ASSIGNMENT –
Scan the data for "ReportPipeline" and copy the lines it appears in.

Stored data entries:
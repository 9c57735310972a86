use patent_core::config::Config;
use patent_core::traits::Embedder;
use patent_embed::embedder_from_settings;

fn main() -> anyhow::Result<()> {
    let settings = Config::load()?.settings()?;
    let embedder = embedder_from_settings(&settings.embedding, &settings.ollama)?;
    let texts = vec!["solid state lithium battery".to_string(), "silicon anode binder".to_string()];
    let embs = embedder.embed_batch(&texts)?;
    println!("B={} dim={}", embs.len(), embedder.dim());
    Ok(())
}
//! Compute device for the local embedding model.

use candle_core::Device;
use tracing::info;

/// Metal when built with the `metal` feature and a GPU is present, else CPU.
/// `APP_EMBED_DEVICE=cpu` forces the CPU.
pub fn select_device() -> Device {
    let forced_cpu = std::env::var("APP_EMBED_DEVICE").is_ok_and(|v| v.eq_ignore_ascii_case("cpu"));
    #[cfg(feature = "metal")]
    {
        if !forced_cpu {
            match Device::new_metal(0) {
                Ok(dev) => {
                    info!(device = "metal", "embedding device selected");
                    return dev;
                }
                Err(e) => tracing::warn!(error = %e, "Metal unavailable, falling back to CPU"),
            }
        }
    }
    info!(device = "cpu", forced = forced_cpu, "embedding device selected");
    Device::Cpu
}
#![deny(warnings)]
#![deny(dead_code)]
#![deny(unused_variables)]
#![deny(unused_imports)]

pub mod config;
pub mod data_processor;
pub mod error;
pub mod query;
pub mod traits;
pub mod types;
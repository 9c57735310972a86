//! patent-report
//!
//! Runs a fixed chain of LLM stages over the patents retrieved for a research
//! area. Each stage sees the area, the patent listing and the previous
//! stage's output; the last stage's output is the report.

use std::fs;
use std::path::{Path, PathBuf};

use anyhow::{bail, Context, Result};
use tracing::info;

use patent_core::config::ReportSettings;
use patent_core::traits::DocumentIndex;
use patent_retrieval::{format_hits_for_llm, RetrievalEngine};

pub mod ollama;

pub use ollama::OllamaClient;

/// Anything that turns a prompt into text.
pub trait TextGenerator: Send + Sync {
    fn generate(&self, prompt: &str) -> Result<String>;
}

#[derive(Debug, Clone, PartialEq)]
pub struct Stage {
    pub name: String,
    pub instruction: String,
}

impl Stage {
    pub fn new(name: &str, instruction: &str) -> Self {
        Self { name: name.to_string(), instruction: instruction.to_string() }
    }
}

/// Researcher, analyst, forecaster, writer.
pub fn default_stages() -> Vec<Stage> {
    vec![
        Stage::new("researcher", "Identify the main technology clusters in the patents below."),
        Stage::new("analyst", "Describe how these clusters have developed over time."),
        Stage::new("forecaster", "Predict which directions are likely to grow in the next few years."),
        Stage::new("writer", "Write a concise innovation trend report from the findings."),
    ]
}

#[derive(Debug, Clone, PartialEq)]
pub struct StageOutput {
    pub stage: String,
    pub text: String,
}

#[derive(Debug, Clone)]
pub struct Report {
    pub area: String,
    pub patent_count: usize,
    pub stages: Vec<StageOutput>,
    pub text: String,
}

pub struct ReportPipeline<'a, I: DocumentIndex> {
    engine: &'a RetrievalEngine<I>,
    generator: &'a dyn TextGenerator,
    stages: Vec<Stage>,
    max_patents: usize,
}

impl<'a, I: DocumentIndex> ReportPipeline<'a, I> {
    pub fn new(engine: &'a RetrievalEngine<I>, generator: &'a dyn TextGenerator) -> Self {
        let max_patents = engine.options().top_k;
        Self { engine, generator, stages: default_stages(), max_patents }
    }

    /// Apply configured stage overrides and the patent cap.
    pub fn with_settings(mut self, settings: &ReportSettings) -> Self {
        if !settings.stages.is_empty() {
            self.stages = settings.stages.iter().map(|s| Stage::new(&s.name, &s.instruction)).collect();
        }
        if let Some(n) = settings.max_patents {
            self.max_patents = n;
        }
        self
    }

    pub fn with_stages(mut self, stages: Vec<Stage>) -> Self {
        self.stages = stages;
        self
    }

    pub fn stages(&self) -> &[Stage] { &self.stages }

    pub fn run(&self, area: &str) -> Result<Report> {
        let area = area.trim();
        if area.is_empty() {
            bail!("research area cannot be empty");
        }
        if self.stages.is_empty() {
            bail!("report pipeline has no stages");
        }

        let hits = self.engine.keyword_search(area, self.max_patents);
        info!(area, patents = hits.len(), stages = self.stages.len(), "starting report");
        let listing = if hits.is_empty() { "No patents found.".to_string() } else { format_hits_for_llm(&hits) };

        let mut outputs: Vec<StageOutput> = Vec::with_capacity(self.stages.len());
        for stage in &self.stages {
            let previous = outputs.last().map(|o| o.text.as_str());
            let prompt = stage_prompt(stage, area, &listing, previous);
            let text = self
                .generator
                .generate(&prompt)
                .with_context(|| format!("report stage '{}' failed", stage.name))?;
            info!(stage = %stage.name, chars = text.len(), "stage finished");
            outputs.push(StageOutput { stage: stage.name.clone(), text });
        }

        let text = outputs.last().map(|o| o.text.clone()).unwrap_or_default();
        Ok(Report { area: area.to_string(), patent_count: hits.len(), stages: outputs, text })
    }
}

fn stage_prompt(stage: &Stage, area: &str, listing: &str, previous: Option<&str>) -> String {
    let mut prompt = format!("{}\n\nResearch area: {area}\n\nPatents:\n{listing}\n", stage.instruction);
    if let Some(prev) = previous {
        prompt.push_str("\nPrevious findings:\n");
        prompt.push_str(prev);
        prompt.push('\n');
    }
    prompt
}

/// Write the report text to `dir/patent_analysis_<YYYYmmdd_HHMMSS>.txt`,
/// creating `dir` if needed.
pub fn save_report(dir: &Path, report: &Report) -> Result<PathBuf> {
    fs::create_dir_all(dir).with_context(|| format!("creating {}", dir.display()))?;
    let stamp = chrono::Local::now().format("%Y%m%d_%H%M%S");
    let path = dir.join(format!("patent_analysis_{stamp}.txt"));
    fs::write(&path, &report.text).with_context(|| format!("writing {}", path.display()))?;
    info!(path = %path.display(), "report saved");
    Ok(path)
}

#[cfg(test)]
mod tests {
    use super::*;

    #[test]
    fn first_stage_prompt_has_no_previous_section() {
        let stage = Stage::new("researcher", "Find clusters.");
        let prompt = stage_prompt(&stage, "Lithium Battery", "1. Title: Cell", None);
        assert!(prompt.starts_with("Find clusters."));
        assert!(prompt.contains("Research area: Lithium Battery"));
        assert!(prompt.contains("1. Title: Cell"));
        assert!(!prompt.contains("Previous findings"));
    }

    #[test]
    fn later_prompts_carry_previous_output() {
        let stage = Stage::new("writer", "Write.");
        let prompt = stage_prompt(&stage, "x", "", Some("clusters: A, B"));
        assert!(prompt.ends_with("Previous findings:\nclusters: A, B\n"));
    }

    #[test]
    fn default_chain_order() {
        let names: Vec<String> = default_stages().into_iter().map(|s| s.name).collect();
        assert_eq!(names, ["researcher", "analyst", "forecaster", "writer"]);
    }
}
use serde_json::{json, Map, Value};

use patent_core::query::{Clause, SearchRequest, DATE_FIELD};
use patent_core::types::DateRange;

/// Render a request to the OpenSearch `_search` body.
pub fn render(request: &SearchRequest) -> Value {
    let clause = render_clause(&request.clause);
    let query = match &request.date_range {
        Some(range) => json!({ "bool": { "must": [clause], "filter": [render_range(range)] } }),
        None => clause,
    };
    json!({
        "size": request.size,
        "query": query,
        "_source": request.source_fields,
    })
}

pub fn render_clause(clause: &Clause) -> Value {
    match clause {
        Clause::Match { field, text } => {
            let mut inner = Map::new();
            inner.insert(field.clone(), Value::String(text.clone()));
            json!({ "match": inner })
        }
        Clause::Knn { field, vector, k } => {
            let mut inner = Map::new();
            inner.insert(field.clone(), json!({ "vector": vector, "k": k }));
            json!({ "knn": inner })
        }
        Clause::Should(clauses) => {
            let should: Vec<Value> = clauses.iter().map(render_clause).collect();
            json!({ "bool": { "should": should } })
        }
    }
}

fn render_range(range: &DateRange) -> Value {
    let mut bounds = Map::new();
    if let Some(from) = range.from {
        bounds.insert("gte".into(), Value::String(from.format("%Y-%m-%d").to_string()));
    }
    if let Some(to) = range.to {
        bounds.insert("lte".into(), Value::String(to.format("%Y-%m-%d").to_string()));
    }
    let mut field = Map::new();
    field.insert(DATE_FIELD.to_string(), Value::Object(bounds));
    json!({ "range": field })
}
==
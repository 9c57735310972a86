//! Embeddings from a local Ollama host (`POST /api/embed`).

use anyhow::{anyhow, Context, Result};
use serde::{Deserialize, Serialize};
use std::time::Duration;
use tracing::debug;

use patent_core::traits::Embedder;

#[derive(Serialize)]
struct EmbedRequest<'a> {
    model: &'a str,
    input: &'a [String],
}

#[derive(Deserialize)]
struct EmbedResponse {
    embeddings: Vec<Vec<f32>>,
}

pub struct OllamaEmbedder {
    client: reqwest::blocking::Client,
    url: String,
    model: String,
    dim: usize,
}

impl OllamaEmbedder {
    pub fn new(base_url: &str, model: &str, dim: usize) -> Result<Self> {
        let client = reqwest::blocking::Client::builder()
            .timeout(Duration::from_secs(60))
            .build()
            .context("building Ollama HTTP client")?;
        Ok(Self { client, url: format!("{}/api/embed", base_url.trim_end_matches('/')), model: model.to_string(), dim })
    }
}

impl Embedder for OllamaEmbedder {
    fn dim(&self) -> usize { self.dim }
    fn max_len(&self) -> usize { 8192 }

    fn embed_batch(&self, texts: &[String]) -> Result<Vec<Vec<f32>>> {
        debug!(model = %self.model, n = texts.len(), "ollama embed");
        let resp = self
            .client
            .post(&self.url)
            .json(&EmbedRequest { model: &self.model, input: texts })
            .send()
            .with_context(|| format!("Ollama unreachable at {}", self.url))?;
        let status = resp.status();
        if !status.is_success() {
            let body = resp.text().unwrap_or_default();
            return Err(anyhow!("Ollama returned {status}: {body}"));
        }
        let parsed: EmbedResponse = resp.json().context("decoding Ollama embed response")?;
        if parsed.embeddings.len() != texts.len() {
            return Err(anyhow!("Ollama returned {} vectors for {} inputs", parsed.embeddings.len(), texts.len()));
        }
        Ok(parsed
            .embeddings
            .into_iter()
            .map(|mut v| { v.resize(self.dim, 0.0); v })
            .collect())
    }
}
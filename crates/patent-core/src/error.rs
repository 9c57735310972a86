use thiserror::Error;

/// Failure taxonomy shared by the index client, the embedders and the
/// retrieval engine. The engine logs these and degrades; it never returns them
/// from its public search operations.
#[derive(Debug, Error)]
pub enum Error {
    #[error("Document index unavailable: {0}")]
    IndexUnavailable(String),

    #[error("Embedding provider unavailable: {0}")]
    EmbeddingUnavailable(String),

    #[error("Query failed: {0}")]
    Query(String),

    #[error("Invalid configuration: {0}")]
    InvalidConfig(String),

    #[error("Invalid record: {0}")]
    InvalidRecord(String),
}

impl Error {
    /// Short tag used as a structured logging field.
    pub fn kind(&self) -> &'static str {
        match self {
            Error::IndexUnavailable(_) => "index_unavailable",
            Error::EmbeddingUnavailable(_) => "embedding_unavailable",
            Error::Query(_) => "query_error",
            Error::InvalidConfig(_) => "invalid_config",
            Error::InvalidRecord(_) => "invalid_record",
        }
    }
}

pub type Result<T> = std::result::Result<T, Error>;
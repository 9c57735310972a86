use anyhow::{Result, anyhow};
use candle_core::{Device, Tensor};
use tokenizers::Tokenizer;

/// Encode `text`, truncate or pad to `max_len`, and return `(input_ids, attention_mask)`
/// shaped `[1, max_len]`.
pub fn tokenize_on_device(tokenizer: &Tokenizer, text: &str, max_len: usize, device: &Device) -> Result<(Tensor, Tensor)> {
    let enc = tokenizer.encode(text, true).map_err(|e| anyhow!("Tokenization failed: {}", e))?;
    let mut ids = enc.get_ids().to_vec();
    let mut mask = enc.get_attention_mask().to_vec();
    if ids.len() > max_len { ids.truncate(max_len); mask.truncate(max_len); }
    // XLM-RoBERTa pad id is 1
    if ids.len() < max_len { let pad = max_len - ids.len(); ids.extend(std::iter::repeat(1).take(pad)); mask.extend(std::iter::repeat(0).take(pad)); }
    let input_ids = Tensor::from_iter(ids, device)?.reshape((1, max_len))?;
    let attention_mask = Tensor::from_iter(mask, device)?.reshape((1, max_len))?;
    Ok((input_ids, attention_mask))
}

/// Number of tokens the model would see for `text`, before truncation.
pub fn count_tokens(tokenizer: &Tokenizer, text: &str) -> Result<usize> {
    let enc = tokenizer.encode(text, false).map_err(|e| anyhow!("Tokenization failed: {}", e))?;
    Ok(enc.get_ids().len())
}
...
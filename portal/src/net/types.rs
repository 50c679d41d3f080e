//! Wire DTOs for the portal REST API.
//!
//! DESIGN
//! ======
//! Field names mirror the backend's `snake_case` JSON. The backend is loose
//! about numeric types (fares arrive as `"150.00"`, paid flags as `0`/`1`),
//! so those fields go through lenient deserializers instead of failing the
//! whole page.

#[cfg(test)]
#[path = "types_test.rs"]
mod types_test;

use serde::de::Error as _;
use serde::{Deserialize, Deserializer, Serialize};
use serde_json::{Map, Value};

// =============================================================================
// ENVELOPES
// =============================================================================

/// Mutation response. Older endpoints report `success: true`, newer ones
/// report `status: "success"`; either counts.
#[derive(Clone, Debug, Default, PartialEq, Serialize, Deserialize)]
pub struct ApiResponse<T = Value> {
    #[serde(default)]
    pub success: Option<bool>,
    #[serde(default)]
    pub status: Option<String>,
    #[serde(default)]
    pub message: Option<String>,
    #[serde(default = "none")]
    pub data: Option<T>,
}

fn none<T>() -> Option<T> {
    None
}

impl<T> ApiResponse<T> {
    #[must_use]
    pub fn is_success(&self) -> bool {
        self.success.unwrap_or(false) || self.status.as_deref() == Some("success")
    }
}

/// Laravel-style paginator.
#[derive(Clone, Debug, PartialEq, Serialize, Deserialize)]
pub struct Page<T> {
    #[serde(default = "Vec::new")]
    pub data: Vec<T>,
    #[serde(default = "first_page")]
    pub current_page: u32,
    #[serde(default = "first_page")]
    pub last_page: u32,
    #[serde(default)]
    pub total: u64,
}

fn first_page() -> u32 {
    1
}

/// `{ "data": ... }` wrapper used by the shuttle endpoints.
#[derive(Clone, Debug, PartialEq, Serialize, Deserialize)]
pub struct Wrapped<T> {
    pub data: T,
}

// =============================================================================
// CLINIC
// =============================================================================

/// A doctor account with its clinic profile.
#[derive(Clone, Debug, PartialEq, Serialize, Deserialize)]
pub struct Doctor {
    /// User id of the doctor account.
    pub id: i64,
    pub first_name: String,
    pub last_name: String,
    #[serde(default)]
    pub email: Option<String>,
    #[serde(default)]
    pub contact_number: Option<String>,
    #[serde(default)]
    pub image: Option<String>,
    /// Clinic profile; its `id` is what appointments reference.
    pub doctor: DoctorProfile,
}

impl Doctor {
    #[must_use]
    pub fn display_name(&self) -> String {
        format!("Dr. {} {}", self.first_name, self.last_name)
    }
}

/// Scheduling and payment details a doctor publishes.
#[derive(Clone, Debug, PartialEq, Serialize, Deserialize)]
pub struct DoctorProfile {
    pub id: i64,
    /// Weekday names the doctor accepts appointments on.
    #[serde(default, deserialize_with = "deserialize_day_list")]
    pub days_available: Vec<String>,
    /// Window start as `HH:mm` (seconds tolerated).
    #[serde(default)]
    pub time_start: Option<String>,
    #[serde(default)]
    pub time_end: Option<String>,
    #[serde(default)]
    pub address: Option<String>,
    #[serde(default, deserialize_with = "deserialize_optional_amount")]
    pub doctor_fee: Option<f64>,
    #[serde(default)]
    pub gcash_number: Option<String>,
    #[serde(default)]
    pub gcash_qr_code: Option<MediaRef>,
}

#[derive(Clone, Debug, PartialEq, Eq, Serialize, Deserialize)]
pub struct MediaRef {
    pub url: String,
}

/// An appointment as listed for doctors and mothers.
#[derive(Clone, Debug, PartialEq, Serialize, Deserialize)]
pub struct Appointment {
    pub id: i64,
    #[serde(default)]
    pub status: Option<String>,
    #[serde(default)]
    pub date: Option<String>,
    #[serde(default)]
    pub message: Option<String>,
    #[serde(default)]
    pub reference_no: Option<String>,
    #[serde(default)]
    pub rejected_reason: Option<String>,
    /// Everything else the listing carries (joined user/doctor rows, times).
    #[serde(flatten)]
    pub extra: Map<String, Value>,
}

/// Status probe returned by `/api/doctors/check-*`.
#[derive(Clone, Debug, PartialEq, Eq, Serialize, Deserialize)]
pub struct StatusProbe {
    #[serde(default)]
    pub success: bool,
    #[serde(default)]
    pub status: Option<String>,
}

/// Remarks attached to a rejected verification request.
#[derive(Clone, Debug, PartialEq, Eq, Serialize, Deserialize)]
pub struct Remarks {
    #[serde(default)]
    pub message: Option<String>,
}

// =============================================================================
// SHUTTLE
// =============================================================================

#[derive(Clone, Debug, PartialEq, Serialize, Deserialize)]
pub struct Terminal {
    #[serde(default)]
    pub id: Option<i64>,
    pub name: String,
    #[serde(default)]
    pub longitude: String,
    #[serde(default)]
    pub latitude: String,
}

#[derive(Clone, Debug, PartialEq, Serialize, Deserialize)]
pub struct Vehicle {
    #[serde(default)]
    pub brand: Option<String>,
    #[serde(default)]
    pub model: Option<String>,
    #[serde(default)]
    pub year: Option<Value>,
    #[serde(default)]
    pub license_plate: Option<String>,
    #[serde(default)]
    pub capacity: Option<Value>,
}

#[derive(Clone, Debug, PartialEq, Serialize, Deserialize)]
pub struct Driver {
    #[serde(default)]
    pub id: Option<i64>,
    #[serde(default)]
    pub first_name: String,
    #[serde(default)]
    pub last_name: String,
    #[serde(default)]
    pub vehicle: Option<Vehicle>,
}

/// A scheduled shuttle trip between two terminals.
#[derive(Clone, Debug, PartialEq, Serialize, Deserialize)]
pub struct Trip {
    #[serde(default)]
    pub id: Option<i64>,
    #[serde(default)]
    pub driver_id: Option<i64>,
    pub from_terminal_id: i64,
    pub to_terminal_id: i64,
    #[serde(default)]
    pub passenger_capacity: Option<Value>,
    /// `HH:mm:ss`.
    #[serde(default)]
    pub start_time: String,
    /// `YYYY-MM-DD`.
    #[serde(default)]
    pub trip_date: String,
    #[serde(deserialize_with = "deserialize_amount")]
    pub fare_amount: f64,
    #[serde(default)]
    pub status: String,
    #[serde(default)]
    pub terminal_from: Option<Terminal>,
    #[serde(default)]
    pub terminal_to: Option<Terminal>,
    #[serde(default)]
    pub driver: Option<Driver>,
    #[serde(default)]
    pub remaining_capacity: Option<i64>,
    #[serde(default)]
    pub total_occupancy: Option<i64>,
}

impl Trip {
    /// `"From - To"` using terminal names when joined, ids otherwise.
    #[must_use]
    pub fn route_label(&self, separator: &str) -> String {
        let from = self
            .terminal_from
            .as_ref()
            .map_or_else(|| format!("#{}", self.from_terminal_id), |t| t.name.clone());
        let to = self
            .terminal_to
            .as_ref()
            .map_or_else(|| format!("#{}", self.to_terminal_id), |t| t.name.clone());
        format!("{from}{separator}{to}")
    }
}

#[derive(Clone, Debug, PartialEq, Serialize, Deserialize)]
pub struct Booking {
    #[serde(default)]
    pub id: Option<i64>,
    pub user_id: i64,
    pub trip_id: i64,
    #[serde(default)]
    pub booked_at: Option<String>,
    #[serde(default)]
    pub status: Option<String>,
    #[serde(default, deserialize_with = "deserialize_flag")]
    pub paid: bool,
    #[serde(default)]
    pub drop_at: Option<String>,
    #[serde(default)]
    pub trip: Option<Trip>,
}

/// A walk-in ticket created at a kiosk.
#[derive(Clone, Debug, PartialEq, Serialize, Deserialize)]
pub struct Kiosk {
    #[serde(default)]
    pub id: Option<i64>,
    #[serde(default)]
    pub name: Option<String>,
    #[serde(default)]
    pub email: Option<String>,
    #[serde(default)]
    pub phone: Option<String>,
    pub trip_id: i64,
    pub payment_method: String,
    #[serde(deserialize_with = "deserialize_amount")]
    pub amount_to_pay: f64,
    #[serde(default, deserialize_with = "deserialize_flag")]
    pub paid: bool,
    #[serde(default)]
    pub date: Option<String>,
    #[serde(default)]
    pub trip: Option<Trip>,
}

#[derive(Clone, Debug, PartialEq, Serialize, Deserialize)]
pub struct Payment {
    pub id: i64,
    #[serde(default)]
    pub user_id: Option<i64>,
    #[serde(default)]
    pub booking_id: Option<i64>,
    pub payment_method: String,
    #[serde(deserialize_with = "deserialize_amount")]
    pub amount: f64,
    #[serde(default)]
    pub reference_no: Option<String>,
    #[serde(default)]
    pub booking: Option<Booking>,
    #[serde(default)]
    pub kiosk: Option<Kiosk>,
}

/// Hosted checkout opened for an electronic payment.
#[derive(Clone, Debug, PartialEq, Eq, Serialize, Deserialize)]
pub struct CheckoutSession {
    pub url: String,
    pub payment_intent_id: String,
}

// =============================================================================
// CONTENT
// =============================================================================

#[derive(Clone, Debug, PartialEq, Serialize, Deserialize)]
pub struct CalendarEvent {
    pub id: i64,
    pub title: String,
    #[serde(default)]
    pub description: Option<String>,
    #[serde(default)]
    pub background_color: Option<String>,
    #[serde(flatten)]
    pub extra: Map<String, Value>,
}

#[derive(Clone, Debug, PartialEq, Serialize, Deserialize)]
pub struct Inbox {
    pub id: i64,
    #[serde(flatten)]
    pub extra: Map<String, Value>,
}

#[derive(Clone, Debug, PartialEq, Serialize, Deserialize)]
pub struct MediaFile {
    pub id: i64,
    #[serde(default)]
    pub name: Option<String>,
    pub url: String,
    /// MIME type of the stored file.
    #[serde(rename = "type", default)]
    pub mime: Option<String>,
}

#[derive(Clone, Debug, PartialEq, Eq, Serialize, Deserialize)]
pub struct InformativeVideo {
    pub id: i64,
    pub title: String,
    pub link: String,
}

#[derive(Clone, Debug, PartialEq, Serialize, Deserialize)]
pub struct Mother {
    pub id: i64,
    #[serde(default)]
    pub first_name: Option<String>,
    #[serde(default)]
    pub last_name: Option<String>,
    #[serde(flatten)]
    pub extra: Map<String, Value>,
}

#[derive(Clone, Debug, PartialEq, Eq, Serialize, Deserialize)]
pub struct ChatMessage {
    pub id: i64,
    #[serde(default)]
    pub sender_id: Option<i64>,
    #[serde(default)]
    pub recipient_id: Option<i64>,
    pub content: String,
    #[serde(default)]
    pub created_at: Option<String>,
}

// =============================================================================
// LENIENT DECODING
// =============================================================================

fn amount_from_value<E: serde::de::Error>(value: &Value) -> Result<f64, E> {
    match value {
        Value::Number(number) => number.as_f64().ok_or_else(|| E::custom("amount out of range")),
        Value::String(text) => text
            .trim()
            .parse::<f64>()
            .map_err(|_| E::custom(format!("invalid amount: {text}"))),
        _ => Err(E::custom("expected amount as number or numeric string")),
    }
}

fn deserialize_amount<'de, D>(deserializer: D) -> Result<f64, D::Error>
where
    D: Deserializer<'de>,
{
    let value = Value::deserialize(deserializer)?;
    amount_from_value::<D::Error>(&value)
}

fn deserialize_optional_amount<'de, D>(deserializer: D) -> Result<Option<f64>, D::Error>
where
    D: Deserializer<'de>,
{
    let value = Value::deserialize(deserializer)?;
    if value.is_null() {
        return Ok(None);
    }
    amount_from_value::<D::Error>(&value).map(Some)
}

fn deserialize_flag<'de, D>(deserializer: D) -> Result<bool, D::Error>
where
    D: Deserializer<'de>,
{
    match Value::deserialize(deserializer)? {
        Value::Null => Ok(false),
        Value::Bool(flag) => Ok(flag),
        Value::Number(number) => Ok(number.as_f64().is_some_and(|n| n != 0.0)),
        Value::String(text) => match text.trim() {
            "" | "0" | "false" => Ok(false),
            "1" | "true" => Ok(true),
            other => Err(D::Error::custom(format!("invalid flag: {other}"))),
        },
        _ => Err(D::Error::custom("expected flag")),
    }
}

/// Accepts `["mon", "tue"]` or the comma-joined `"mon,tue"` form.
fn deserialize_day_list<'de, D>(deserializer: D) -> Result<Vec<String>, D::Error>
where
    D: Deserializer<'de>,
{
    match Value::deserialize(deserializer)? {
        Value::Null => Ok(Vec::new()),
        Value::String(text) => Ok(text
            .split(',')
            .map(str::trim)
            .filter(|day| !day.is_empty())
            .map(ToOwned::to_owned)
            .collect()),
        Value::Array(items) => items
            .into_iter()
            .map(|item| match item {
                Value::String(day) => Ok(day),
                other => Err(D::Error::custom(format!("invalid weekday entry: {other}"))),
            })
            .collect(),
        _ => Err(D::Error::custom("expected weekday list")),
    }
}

RESULT FOR THIS EXERCISE –
pub struct ReportPipeline<'a, I: DocumentIndex> {
impl<'a, I: DocumentIndex> ReportPipeline<'a, I> {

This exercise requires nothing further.